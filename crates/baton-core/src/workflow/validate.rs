//! Workflow validation

use super::types::{WorkflowAgent, WorkflowRole};
use crate::config::ConfigStore;
use crate::error::{Error, Result};
use std::collections::HashSet;
use std::path::Path;

fn invalid(message: impl Into<String>) -> Error {
    Error::InvalidWorkflow(message.into())
}

fn is_blank(path: Option<&Path>) -> bool {
    path.map_or(true, |p| p.as_os_str().is_empty())
}

/// Check a workflow before anything runs
///
/// Rejects an empty list, duplicate names, a first stage that is not a master
/// with an output directory, masters past the first stage, workers without
/// both directories, and references to models or search engines the store
/// does not know.
pub async fn validate(agents: &[WorkflowAgent], store: &dyn ConfigStore) -> Result<()> {
    let Some(first) = agents.first() else {
        return Err(invalid("workflow has no agents"));
    };

    if first.role != WorkflowRole::Master {
        return Err(invalid(format!(
            "first agent '{}' must have role master",
            first.name
        )));
    }
    if is_blank(first.output.as_deref()) {
        return Err(invalid(format!(
            "master agent '{}' needs an output directory",
            first.name
        )));
    }

    let mut names = HashSet::new();
    for (index, agent) in agents.iter().enumerate() {
        if agent.name.trim().is_empty() {
            return Err(invalid(format!("agent {index} has no name")));
        }
        if !names.insert(agent.name.as_str()) {
            return Err(invalid(format!("duplicate agent name '{}'", agent.name)));
        }

        if index > 0 {
            if agent.role == WorkflowRole::Master {
                return Err(invalid(format!(
                    "only the first agent may be master, '{}' is stage {index}",
                    agent.name
                )));
            }
            if is_blank(agent.input.as_deref()) {
                return Err(invalid(format!(
                    "worker '{}' needs an input directory",
                    agent.name
                )));
            }
            if is_blank(agent.output.as_deref()) {
                return Err(invalid(format!(
                    "worker '{}' needs an output directory",
                    agent.name
                )));
            }
        }

        if let Some(limit) = agent.max_recursions {
            if limit == 0 || limit < -1 {
                return Err(invalid(format!(
                    "agent '{}' has max_recursions {limit}; use -1 or a positive number",
                    agent.name
                )));
            }
        }

        if store.get_model(&agent.model).await?.is_none() {
            return Err(invalid(format!(
                "agent '{}' references unknown model '{}'",
                agent.name, agent.model
            )));
        }
        if let Some(search) = &agent.search {
            if store.get_search_engine(search).await?.is_none() {
                return Err(invalid(format!(
                    "agent '{}' references unknown search engine '{search}'",
                    agent.name
                )));
            }
        }
    }

    Ok(())
}
//! MCP client against real child processes

#![cfg(unix)]

use baton_tools::mcp::{InitOptions, McpClient, McpServerConfig, McpTransport};
use std::collections::BTreeMap;
use std::time::Duration;

/// Minimal line-oriented MCP server: answers initialize, tools/list and
/// tools/call, ignores notifications.
const FIXTURE_SERVER: &str = r#"
while IFS= read -r line; do
  id=$(printf '%s' "$line" | sed -n 's/.*"id":\([0-9][0-9]*\).*/\1/p')
  [ -z "$id" ] && continue
  case "$line" in
    *'"initialize"'*)
      printf '{"jsonrpc":"2.0","id":%s,"result":{"protocolVersion":"2024-11-05","capabilities":{"tools":{}},"serverInfo":{"name":"fixture"}}}\n' "$id" ;;
    *'"tools/list"'*)
      printf '{"jsonrpc":"2.0","id":%s,"result":{"tools":[{"name":"%s","description":"Fixture tool","inputSchema":{"type":"object"}}]}}\n' "$id" "$TOOL_NAME" ;;
    *'"tools/call"'*)
      printf '{"jsonrpc":"2.0","id":%s,"result":{"content":[{"type":"text","text":"pong from %s"}]}}\n' "$id" "$TOOL_NAME" ;;
    *)
      printf '{"jsonrpc":"2.0","id":%s,"error":{"code":-32601,"message":"method not found"}}\n' "$id" ;;
  esac
done
"#;

fn fixture(name: &str, tool: &str) -> McpServerConfig {
    let mut env = BTreeMap::new();
    env.insert("TOOL_NAME".to_string(), tool.to_string());
    McpServerConfig::new(
        name,
        McpTransport::Stdio {
            command: "sh".to_string(),
            args: vec!["-c".to_string(), FIXTURE_SERVER.to_string()],
            env,
        },
    )
}

fn unreachable(name: &str) -> McpServerConfig {
    McpServerConfig::new(
        name,
        McpTransport::Stdio {
            command: "/nonexistent/baton-fixture-server".to_string(),
            args: vec![],
            env: BTreeMap::new(),
        },
    )
}

#[tokio::test]
async fn test_one_unreachable_server_of_three() {
    let client = McpClient::new(vec![
        fixture("notes", "take_note"),
        unreachable("broken"),
        fixture("weather", "forecast"),
    ])
    .with_timeout(Duration::from_secs(10));

    client.init(InitOptions::default()).await.unwrap();

    let servers = client.get_all_servers().await;
    let reachable: Vec<&str> = servers
        .iter()
        .filter(|s| s.reachable)
        .map(|s| s.name.as_str())
        .collect();
    assert_eq!(reachable, vec!["notes", "weather"]);

    let broken = servers.iter().find(|s| s.name == "broken").unwrap();
    assert!(broken.error.is_some());

    let notes = servers.iter().find(|s| s.name == "notes").unwrap();
    assert_eq!(notes.tools[0].name, "take_note");

    let result = client
        .call_tool_by_name("forecast", serde_json::json!({"city": "Oslo"}))
        .await
        .unwrap();
    assert_eq!(result.text(), "pong from forecast");

    client.close().await;
    client.close().await;
    assert!(client.reachable_servers().await.is_empty());
}

#[tokio::test]
async fn test_server_that_never_answers_times_out() {
    let silent = McpServerConfig::new(
        "silent",
        McpTransport::Stdio {
            command: "sh".to_string(),
            args: vec!["-c".to_string(), "sleep 30".to_string()],
            env: BTreeMap::new(),
        },
    );
    let client =
        McpClient::new(vec![silent, fixture("notes", "take_note")]).with_timeout(Duration::from_millis(500));

    let started = std::time::Instant::now();
    client.init(InitOptions::default()).await.unwrap();
    assert!(started.elapsed() < Duration::from_secs(10));

    assert_eq!(client.reachable_servers().await, vec!["notes".to_string()]);
    client.close().await;
}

PROBLEM REQUIREMENTS
All of the material needs to be reproduced exactly as it reads.

RESPONSE TO THE EXERCISE
filename crates/baton-core/src/workflow/validate.rs
//! Workflow validation

use super::types::{WorkflowAgent, WorkflowRole};
use crate::config::ConfigStore;
use crate::error::{Error, Result};
use std::collections::HashSet;
use std::path::Path;

fn invalid(message: impl Into<String>) -> Error {
    Error::InvalidWorkflow(message.into())
}

fn is_blank(path: Option<&Path>) -> bool {
    path.map_or(true, |p| p.as_os_str().is_empty())
}

/// Check a workflow before anything runs
///
/// Rejects an empty list, duplicate names, a first stage that is not a master
/// with an output directory, masters past the first stage, workers without
/// both directories, and references to models or search engines the store
/// does not know.
pub async fn validate(agents: &[WorkflowAgent], store: &dyn ConfigStore) -> Result<()> {
    let Some(first) = agents.first() else {
        return Err(invalid("workflow has no agents"));
    };

    if first.role != WorkflowRole::Master {
        return Err(invalid(format!(
            "first agent '{}' must have role master",
            first.name
        )));
    }
    if is_blank(first.output.as_deref()) {
        return Err(invalid(format!(
            "master agent '{}' needs an output directory",
            first.name
        )));
    }

    let mut names = HashSet::new();
    for (index, agent) in agents.iter().enumerate() {
        if agent.name.trim().is_empty() {
            return Err(invalid(format!("agent {index} has no name")));
        }
        if !names.insert(agent.name.as_str()) {
            return Err(invalid(format!("duplicate agent name '{}'", agent.name)));
        }

        if index > 0 {
            if agent.role == WorkflowRole::Master {
                return Err(invalid(format!(
                    "only the first agent may be master, '{}' is stage {index}",
                    agent.name
                )));
            }
            if is_blank(agent.input.as_deref()) {
                return Err(invalid(format!(
                    "worker '{}' needs an input directory",
                    agent.name
                )));
            }
            if is_blank(agent.output.as_deref()) {
                return Err(invalid(format!(
                    "worker '{}' needs an output directory",
                    agent.name
                )));
            }
        }

        if let Some(limit) = agent.max_recursions {
            if limit == 0 || limit < -1 {
                return Err(invalid(format!(
                    "agent '{}' has max_recursions {limit}; use -1 or a positive number",
                    agent.name
                )));
            }
        }

        if store.get_model(&agent.model).await?.is_none() {
            return Err(invalid(format!(
                "agent '{}' references unknown model '{}'",
                agent.name, agent.model
            )));
        }
        if let Some(search) = &agent.search {
            if store.get_search_engine(search).await?.is_none() {
                return Err(invalid(format!(
                    "agent '{}' references unknown search engine '{search}'",
                    agent.name
                )));
            }
        }
    }

    Ok(())
}
//! MCP client against real child processes

#![cfg(unix)]

use baton_tools::mcp::{InitOptions, McpClient, McpServerConfig, McpTransport};
use std::collections::BTreeMap;
use std::time::Duration;

/// Minimal line-oriented MCP server: answers initialize, tools/list and
/// tools/call, ignores notifications.
const FIXTURE_SERVER: &str = r#"
while IFS= read -r line; do
  id=$(printf '%s' "$line" | sed -n 's/.*"id":\([0-9][0-9]*\).*/\1/p')
  [ -z "$id" ] && continue
  case "$line" in
    *'"initialize"'*)
      printf '{"jsonrpc":"2.0","id":%s,"result":{"protocolVersion":"2024-11-05","capabilities":{"tools":{}},"serverInfo":{"name":"fixture"}}}\n' "$id" ;;
    *'"tools/list"'*)
      printf '{"jsonrpc":"2.0","id":%s,"result":{"tools":[{"name":"%s","description":"Fixture tool","inputSchema":{"type":"object"}}]}}\n' "$id" "$TOOL_NAME" ;;
    *'"tools/call"'*)
      printf '{"jsonrpc":"2.0","id":%s,"result":{"content":[{"type":"text","text":"pong from %s"}]}}\n' "$id" "$TOOL_NAME" ;;
    *)
      printf '{"jsonrpc":"2.0","id":%s,"error":{"code":-32601,"message":"method not found"}}\n' "$id" ;;
  esac
done
"#;

fn fixture(name: &str, tool: &str) -> McpServerConfig {
    let mut env = BTreeMap::new();
    env.insert("TOOL_NAME".to_string(), tool.to_string());
    McpServerConfig::new(
        name,
        McpTransport::Stdio {
            command: "sh".to_string(),
            args: vec!["-c".to_string(), FIXTURE_SERVER.to_string()],
            env,
        },
    )
}

fn unreachable(name: &str) -> McpServerConfig {
    McpServerConfig::new(
        name,
        McpTransport::Stdio {
            command: "/nonexistent/baton-fixture-server".to_string(),
            args: vec![],
            env: BTreeMap::new(),
        },
    )
}

#[tokio::test]
async fn test_one_unreachable_server_of_three() {
    let client = McpClient::new(vec![
        fixture("notes", "take_note"),
        unreachable("broken"),
        fixture("weather", "forecast"),
    ])
    .with_timeout(Duration::from_secs(10));

    client.init(InitOptions::default()).await.unwrap();

    let servers = client.get_all_servers().await;
    let reachable: Vec<&str> = servers
        .iter()
        .filter(|s| s.reachable)
        .map(|s| s.name.as_str())
        .collect();
    assert_eq!(reachable, vec!["notes", "weather"]);

    let broken = servers.iter().find(|s| s.name == "broken").unwrap();
    assert!(broken.error.is_some());

    let notes = servers.iter().find(|s| s.name == "notes").unwrap();
    assert_eq!(notes.tools[0].name, "take_note");

    let result = client
        .call_tool_by_name("forecast", serde_json::json!({"city": "Oslo"}))
        .await
        .unwrap();
    assert_eq!(result.text(), "pong from forecast");

    client.close().await;
    client.close().await;
    assert!(client.reachable_servers().await.is_empty());
}

#[tokio::test]
async fn test_server_that_never_answers_times_out() {
    let silent = McpServerConfig::new(
        "silent",
        McpTransport::Stdio {
            command: "sh".to_string(),
            args: vec!["-c".to_string(), "sleep 30".to_string()],
            env: BTreeMap::new(),
        },
    );
    let client =
        McpClient::new(vec![silent, fixture("notes", "take_note")]).with_timeout(Duration::from_millis(500));

    let started = std::time::Instant::now();
    client.init(InitOptions::default()).await.unwrap();
    assert!(started.elapsed() < Duration::from_secs(10));

    assert_eq!(client.reachable_servers().await, vec!["notes".to_string()]);
    client.close().await;
}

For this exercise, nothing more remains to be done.